My conscience would not allow me to look the other way if I knew clients did not have the physical or the financial strength to fight for their entitled right. A difficult telephone conversation I had with a client’s treating doctor as the client’s last rites were being performed in the background still haunts me.
As previously disclosed to parliament, when my pleadings to the board of Comminsure still brought about no change – except, of course, a farcical excuse to find fault against me – I decided it was time to go. When I left, I refused to sign a deed with a gag clause in return for money. I felt it would be accepting blood money. I just wanted to walk away. I told myself that I did my best, and I did what I felt was right. This is why it weighed heavily on my mind when I was later approached by the media to tell my story on television.
I am a private person who does not enjoy being in the spotlight. When I was approached by 4-Corners to do the piece on Comminsure, I had declined numerous times before finally agreeing. It was a difficult decision for me and I did so after much self-reflection.
A big part of what persuaded me was speaking to my family, who helped reaffirm my moral compass, and my Dad’s illness when I was going through the process with the bank. My Dad died not long afterwards and my regret was him not knowing the outcome. While I dismayed having, by circumstance, to keep my grieving process on hold, I was glad that my speaking out brought about social change. This was done with the help and tenacity of Senator John Williams through the parliamentary inquiries into the life insurance industry and into better whistleblower protection. Hopefully someone else can benefit from what I have done.
My legal action was never about financial interests.

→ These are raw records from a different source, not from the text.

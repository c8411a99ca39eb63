use axum::{
    middleware,
    routing::{delete, get, patch, post},
    Router,
};
use tower_http::{cors::CorsLayer, trace::TraceLayer};

use crate::shared::AppState;
use crate::{adoptions, admin, campaigns, payments, pets, session, users};

const ROOT_MESSAGE: &str = "Pet adoption server is running";

/// Builds the full HTTP surface.
///
/// Routes are grouped by guard: public, token-protected, and admin (token plus
/// role check). Paths shared between groups use the same parameter name so
/// the method routers merge.
pub fn app_router(state: AppState) -> Router {
    Router::new()
        .merge(public_routes())
        .merge(protected_routes(state.clone()))
        .merge(admin_routes(state.clone()))
        .layer(TraceLayer::new_for_http())
        .layer(CorsLayer::permissive())
        .with_state(state)
}

fn public_routes() -> Router<AppState> {
    Router::new()
        .route("/", get(|| async { ROOT_MESSAGE }))
        .route("/jwt", post(session::issue_token))
        .route("/users", post(users::create_user))
        .route("/pets", get(pets::list_pets))
        .route("/pets/:id", get(pets::get_pet))
        .route("/donationCampaigns", get(campaigns::list_campaigns))
        .route(
            "/donationCampaigns/recommended",
            get(campaigns::recommended_campaigns),
        )
        .route("/donationCampaigns/:id", get(campaigns::get_campaign))
        .route("/payments", post(payments::create_payment))
        // Refunds are not token-guarded
        .route("/payments/refund/:id", patch(payments::refund_payment))
}

fn protected_routes(state: AppState) -> Router<AppState> {
    Router::new()
        .route("/users", get(users::list_users))
        .route(
            "/users/admin/:key",
            get(users::check_admin).patch(users::make_admin),
        )
        .route("/pets", post(pets::create_pet))
        .route("/pets/:id", patch(pets::update_pet).delete(pets::delete_pet))
        .route("/pets/user/:email", get(pets::list_owner_pets))
        .route("/pets/adopt/:id", patch(pets::set_pet_adopted))
        .route("/adoptions", post(adoptions::create_adoption))
        .route(
            "/adoptions/:key",
            get(adoptions::list_owner_adoptions).delete(adoptions::delete_adoption),
        )
        .route("/adoptions/accept/:id", patch(adoptions::accept_adoption))
        .route("/adoptions/reject/:id", patch(adoptions::reject_adoption))
        .route("/donationCampaigns", post(campaigns::create_campaign))
        .route(
            "/donationCampaigns/:id",
            patch(campaigns::update_campaign).delete(campaigns::delete_campaign),
        )
        .route(
            "/donationCampaigns/user/:email",
            get(campaigns::list_creator_campaigns),
        )
        .route(
            "/donationCampaigns/pause/:id",
            patch(campaigns::pause_campaign),
        )
        .route(
            "/payments/:key",
            get(payments::list_donor_payments).delete(payments::delete_payment),
        )
        .route("/payments/user/:petId", get(payments::list_campaign_payments))
        .route_layer(middleware::from_fn_with_state(state, session::jwt_auth))
}

/// `require_admin` reads the claims `jwt_auth` stores, so `jwt_auth` is layered last to run first.
fn admin_routes(state: AppState) -> Router<AppState> {
    Router::new()
        .route("/admin/all-pets", get(admin::all_pets))
        .route("/admin/all-donationCampaigns", get(admin::all_campaigns))
        .route("/admin/paused/:id", patch(admin::pause_campaign))
        .route_layer(middleware::from_fn_with_state(
            state.clone(),
            session::require_admin,
        ))
        .route_layer(middleware::from_fn_with_state(state, session::jwt_auth))
}

#[cfg(test)]
mod tests {
    use super::*;
    use crate::shared::test_utils::AppStateBuilder;
    use axum::{
        body::Body,
        http::{Request, StatusCode},
    };
    use rstest::rstest;
    use tower::ServiceExt;

    #[tokio::test]
    async fn test_root_answers_liveness_text() {
        let app = app_router(AppStateBuilder::new().build());

        let response = app
            .oneshot(Request::builder().uri("/").body(Body::empty()).unwrap())
            .await
            .unwrap();

        assert_eq!(response.status(), StatusCode::OK);
        let body = axum::body::to_bytes(response.into_body(), usize::MAX)
            .await
            .unwrap();
        assert_eq!(&body[..], ROOT_MESSAGE.as_bytes());
    }

    #[rstest]
    #[case("GET", "/users")]
    #[case("GET", "/users/admin/a@x.com")]
    #[case("PATCH", "/users/admin/u1")]
    #[case("POST", "/pets")]
    #[case("PATCH", "/pets/p1")]
    #[case("DELETE", "/pets/p1")]
    #[case("GET", "/pets/user/a@x.com")]
    #[case("PATCH", "/pets/adopt/p1")]
    #[case("POST", "/adoptions")]
    #[case("GET", "/adoptions/a@x.com")]
    #[case("DELETE", "/adoptions/a1")]
    #[case("PATCH", "/adoptions/accept/a1")]
    #[case("PATCH", "/adoptions/reject/a1")]
    #[case("POST", "/donationCampaigns")]
    #[case("PATCH", "/donationCampaigns/c1")]
    #[case("DELETE", "/donationCampaigns/c1")]
    #[case("GET", "/donationCampaigns/user/a@x.com")]
    #[case("PATCH", "/donationCampaigns/pause/c1")]
    #[case("GET", "/payments/a@x.com")]
    #[case("DELETE", "/payments/pay1")]
    #[case("GET", "/payments/user/c1")]
    #[case("GET", "/admin/all-pets")]
    #[case("GET", "/admin/all-donationCampaigns")]
    #[case("PATCH", "/admin/paused/c1")]
    #[tokio::test]
    async fn test_guarded_routes_reject_missing_token(#[case] method: &str, #[case] uri: &str) {
        let app = app_router(AppStateBuilder::new().build());

        let response = app
            .oneshot(
                Request::builder()
                    .method(method)
                    .uri(uri)
                    .body(Body::empty())
                    .unwrap(),
            )
            .await
            .unwrap();

        assert_eq!(response.status(), StatusCode::UNAUTHORIZED);
    }

    #[rstest]
    #[case("/pets")]
    #[case("/pets/p1")]
    #[case("/donationCampaigns")]
    #[case("/donationCampaigns/recommended")]
    #[case("/donationCampaigns/c1")]
    #[tokio::test]
    async fn test_public_reads_need_no_token(#[case] uri: &str) {
        let app = app_router(AppStateBuilder::new().build());

        let response = app
            .oneshot(Request::builder().uri(uri).body(Body::empty()).unwrap())
            .await
            .unwrap();

        assert_eq!(response.status(), StatusCode::OK);
    }
}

My primary motivation has always been to ensure that financial and social justice for all Australians remained alive in the public discourse.
I felt that goal had been achieved when the Financial Services Royal Commission (FSRC) was eventually announced. I was comforted by the fact that I may have had some small part to play in that occurring. The FSRC has only begun exploring a few limited areas, yet it has already highlighted the conflict and corruption that is happening in the financial services industry.

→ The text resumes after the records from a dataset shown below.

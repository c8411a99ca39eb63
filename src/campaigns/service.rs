use chrono::Utc;
use rand::seq::SliceRandom;
use std::sync::Arc;
use tracing::{debug, info, instrument};

use super::{
    models::CampaignModel,
    types::{CampaignListQuery, CreateCampaignRequest, UpdateCampaignRequest, RECOMMENDED_SAMPLE_SIZE},
};
use crate::shared::AppError;
use crate::store::{
    from_document, to_document, Collection, DeleteResult, DocumentStore, Filter, FindQuery,
    InsertOneResult, Update, UpdateResult, WriteMode, ID_FIELD,
};

const RECENCY_FIELD: &str = "createdAt";
const STOPPED_FIELD: &str = "isDonationStopped";

/// Service for donation campaign business logic
pub struct CampaignService {
    store: Arc<dyn DocumentStore + Send + Sync>,
}

impl CampaignService {
    pub fn new(store: Arc<dyn DocumentStore + Send + Sync>) -> Self {
        Self { store }
    }

    /// Newest campaigns first, optionally one page at a time
    #[instrument(skip(self))]
    pub async fn list_campaigns(
        &self,
        query: &CampaignListQuery,
    ) -> Result<Vec<CampaignModel>, AppError> {
        let mut find = FindQuery::all().sort_desc(RECENCY_FIELD);
        if let Some(size) = query.size.filter(|s| *s > 0) {
            find = find
                .skip(query.page.unwrap_or(0).saturating_mul(size))
                .limit(size);
        }
        self.find(&find).await
    }

    #[instrument(skip(self))]
    pub async fn all_campaigns(&self) -> Result<Vec<CampaignModel>, AppError> {
        self.find(&FindQuery::all().sort_desc(RECENCY_FIELD)).await
    }

    #[instrument(skip(self))]
    pub async fn list_by_creator(
        &self,
        creator_email: &str,
    ) -> Result<Vec<CampaignModel>, AppError> {
        self.find(
            &FindQuery::new(Filter::new().eq("creatorEmail", creator_email))
                .sort_desc(RECENCY_FIELD),
        )
        .await
    }

    #[instrument(skip(self))]
    pub async fn get_campaign(&self, campaign_id: &str) -> Result<Option<CampaignModel>, AppError> {
        self.store
            .find_by_id(Collection::DonationCampaigns, campaign_id)
            .await?
            .map(from_document)
            .transpose()
    }

    /// Random sample of campaigns still accepting donations
    #[instrument(skip(self))]
    pub async fn recommended(&self, exclude: Option<&str>) -> Result<Vec<CampaignModel>, AppError> {
        let mut filter = Filter::new().ne(STOPPED_FIELD, true);
        if let Some(exclude) = exclude.filter(|e| !e.is_empty()) {
            filter = filter.ne(ID_FIELD, exclude);
        }

        let mut campaigns = self.find(&FindQuery::new(filter)).await?;
        campaigns.shuffle(&mut rand::rng());
        campaigns.truncate(RECOMMENDED_SAMPLE_SIZE);

        debug!(count = campaigns.len(), "Recommended campaigns sampled");
        Ok(campaigns)
    }

    #[instrument(skip(self, request), fields(pet_name = %request.pet_name))]
    pub async fn create_campaign(
        &self,
        request: CreateCampaignRequest,
    ) -> Result<InsertOneResult, AppError> {
        request.validate()?;

        let campaign = CampaignModel {
            id: String::new(),
            pet_name: Some(request.pet_name),
            pet_image: request.pet_image,
            max_donation: Some(request.max_donation),
            last_date: request.last_date,
            short_description: request.short_description,
            long_description: request.long_description,
            creator_email: Some(request.creator_email),
            donated_amount: 0.0,
            is_donation_stopped: false,
            created_at: Some(Utc::now()),
        };

        let result = self
            .store
            .insert_one(Collection::DonationCampaigns, to_document(&campaign)?)
            .await?;
        info!(campaign_id = %result.inserted_id, "Donation campaign created");
        Ok(result)
    }

    /// Partial update; an unknown id creates the campaign from the given fields
    #[instrument(skip(self, request))]
    pub async fn update_campaign(
        &self,
        campaign_id: &str,
        request: UpdateCampaignRequest,
    ) -> Result<UpdateResult, AppError> {
        request.validate()?;

        let update = Update::set(to_document(&request)?);
        if update.is_empty() {
            return Err(AppError::Validation("No fields to update".to_string()));
        }

        self.store
            .update_one(Collection::DonationCampaigns, campaign_id, &update, WriteMode::Upsert)
            .await
    }

    /// Stops or resumes donations for a campaign
    #[instrument(skip(self))]
    pub async fn set_paused(
        &self,
        campaign_id: &str,
        stopped: bool,
    ) -> Result<UpdateResult, AppError> {
        let update = Update::new().set_field(STOPPED_FIELD, stopped);
        let result = self
            .store
            .update_one(Collection::DonationCampaigns, campaign_id, &update, WriteMode::Upsert)
            .await?;

        info!(campaign_id = %campaign_id, stopped, "Campaign pause flag set");
        Ok(result)
    }

    #[instrument(skip(self))]
    pub async fn delete_campaign(&self, campaign_id: &str) -> Result<DeleteResult, AppError> {
        self.store
            .delete_one(Collection::DonationCampaigns, campaign_id)
            .await
    }

    async fn find(&self, query: &FindQuery) -> Result<Vec<CampaignModel>, AppError> {
        self.store
            .find(Collection::DonationCampaigns, query)
            .await?
            .into_iter()
            .map(from_document)
            .collect()
    }
}
// Public API - what other modules can use
pub use balance::BalanceUpdater;
pub use handlers::{
    create_payment, delete_payment, list_campaign_payments, list_donor_payments, refund_payment,
};
pub use service::PaymentService;

// Internal modules
mod balance;
mod handlers;
pub mod models;
mod service;
pub mod types;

While sad to hear the personal stories of victims of the financial institutions, I felt vindicated. It was consistent with the culture that I had foreshadowed. I respected the bravery of the victims who spoke up, especially Fair Work commissioner Donna McKenna. Ms McKenna is, like me, a very private person. She decided to speak up because it was the right thing to do. It made me feel less alone.
The long walk to an ethical utopia in Australia’s financial services industry has still some way to go. But for now, at least my journey in that quest has ended. I can finally now take pause and begin the grieving process of the passing of my Dad. I’ve emerged a little bruised and worse for wear, but as they say, what doesn’t kill you makes you stronger. Fingers crossed.